Please keep to the lines below from the one with "use std::path::Path;" through the one with "for a workspace.", and restate them word for word, ends included.

• Collected data

=== Section Start ===

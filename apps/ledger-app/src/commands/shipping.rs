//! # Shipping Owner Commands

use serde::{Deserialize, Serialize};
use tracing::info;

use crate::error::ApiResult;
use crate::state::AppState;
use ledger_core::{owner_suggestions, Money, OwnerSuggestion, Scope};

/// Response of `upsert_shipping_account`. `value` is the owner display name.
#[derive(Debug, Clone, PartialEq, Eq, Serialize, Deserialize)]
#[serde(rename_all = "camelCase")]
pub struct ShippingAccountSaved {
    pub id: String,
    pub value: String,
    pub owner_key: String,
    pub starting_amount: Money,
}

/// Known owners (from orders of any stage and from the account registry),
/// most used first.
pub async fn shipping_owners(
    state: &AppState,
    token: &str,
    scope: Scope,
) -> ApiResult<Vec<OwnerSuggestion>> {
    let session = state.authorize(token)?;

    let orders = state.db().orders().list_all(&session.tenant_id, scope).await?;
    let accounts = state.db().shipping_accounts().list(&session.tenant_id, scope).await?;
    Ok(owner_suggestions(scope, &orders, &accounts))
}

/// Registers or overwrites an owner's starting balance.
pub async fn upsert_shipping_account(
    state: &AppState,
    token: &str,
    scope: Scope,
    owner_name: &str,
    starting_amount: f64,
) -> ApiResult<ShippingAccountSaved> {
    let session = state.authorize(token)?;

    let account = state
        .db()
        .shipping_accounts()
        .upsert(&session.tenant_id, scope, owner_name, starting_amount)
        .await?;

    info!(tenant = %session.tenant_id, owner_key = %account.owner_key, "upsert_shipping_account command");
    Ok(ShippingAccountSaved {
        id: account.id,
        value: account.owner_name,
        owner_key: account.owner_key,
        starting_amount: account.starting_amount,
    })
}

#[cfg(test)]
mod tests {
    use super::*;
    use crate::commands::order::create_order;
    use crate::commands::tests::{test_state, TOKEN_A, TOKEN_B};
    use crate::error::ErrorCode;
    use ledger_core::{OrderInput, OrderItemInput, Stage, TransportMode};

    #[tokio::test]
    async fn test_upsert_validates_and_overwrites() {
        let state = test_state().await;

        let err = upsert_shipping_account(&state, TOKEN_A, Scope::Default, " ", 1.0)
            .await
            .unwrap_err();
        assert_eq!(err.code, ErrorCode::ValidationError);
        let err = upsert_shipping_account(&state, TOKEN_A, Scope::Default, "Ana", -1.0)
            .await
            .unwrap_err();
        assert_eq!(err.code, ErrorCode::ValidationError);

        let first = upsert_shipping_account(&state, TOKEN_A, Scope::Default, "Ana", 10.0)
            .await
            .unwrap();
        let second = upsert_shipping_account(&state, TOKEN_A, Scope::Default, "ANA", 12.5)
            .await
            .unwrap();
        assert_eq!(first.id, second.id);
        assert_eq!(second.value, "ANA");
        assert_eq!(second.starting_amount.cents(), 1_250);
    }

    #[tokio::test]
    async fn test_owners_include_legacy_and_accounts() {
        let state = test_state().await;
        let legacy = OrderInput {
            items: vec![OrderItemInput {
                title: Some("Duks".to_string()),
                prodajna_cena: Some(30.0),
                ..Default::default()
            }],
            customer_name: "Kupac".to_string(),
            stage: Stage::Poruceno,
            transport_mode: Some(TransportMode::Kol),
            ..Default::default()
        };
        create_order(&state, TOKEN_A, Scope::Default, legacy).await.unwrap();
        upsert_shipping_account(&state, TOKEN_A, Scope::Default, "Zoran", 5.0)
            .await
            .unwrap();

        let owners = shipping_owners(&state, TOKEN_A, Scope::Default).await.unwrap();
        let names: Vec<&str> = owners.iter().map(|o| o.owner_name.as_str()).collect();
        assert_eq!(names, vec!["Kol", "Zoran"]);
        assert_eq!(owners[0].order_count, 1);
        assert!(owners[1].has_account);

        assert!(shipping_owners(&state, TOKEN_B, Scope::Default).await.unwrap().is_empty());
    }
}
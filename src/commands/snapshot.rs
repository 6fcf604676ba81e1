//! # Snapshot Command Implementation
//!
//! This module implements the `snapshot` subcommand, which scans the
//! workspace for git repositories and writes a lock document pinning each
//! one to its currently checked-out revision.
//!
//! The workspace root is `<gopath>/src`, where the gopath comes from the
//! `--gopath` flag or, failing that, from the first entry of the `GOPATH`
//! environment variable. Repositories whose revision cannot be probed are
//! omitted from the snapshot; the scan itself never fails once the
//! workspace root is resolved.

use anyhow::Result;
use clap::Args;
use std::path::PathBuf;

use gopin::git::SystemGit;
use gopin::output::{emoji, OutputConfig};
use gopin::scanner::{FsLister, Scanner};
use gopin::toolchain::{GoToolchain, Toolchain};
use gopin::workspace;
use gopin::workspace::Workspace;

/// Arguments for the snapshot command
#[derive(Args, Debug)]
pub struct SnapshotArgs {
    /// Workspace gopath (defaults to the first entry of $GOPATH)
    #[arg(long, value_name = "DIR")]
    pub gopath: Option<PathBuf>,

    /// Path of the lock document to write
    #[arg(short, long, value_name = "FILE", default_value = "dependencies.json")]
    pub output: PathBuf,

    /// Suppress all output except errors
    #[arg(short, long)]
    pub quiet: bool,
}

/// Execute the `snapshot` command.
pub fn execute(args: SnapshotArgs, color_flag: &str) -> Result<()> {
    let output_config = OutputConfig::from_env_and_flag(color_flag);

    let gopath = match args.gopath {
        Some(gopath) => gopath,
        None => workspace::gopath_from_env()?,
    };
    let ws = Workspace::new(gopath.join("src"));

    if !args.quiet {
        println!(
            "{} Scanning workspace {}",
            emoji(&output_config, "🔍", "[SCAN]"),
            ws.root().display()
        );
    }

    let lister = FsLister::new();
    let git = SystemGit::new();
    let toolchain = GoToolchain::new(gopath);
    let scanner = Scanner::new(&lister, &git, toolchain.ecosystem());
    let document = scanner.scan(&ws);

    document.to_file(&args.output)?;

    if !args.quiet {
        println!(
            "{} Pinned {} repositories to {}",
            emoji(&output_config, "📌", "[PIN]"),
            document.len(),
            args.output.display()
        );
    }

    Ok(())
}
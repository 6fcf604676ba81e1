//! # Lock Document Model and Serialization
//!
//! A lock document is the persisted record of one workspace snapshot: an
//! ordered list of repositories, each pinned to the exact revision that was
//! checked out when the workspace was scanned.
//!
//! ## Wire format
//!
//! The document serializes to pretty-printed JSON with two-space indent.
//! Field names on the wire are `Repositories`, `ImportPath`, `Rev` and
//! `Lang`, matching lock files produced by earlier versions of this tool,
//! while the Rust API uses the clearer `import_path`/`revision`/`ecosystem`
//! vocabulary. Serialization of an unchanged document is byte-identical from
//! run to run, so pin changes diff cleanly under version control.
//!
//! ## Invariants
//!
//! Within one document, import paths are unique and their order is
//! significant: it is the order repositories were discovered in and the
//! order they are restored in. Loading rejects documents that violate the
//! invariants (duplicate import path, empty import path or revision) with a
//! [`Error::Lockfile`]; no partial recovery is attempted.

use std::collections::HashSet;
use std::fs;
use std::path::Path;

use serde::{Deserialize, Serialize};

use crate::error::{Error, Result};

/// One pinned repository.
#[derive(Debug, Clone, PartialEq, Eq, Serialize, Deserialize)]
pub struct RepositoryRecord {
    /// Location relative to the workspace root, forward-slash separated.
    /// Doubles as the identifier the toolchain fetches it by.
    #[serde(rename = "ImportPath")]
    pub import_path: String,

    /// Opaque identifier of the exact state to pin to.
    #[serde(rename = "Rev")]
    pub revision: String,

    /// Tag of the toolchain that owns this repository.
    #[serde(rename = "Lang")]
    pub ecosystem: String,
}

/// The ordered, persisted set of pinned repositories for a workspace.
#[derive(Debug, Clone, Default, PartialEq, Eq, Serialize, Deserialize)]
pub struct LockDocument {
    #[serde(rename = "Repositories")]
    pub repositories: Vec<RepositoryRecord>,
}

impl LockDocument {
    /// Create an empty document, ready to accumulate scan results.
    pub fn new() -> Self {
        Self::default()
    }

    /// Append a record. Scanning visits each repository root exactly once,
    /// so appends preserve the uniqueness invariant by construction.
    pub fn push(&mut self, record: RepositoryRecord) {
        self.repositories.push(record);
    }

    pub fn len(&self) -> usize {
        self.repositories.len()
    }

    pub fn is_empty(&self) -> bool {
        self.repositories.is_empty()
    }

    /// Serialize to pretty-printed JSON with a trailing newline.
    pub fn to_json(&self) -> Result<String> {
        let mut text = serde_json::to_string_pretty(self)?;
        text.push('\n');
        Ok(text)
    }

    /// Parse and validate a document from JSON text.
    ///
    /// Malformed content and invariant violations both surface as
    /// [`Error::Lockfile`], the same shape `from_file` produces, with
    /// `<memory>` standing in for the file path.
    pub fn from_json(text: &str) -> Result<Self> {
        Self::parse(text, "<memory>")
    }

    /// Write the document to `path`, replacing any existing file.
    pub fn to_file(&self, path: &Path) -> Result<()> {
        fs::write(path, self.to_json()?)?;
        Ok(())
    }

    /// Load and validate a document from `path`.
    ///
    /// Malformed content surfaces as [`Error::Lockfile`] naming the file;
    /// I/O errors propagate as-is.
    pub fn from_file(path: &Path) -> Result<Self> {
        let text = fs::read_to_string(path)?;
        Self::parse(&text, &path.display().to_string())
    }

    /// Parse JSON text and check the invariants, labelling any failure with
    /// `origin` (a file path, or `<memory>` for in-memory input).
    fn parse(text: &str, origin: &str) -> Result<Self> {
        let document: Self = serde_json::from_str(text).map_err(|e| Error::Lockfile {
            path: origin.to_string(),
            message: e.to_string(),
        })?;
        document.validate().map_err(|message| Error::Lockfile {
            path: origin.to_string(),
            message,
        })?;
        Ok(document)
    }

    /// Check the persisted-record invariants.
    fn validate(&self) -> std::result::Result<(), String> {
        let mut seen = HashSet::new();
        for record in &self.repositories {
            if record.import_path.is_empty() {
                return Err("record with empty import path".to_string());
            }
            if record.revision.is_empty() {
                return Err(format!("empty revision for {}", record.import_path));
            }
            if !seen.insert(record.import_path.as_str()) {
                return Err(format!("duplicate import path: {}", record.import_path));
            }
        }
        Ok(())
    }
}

=== Section End ===

• Your response
use std::path::Path;

use serde::{Deserialize, Serialize};

use crate::error::{Error, Result};

/// One pinned repository.
#[derive(Debug, Clone, PartialEq, Eq, Serialize, Deserialize)]
pub struct RepositoryRecord {
    /// Location relative to the workspace root, forward-slash separated.
    /// Doubles as the identifier the toolchain fetches it by.
    #[serde(rename = "ImportPath")]
    pub import_path: String,

    /// Opaque identifier of the exact state to pin to.
    #[serde(rename = "Rev")]
    pub revision: String,

    /// Tag of the toolchain that owns this repository.
    #[serde(rename = "Lang")]
    pub ecosystem: String,
}

/// The ordered, persisted set of pinned repositories for a workspace.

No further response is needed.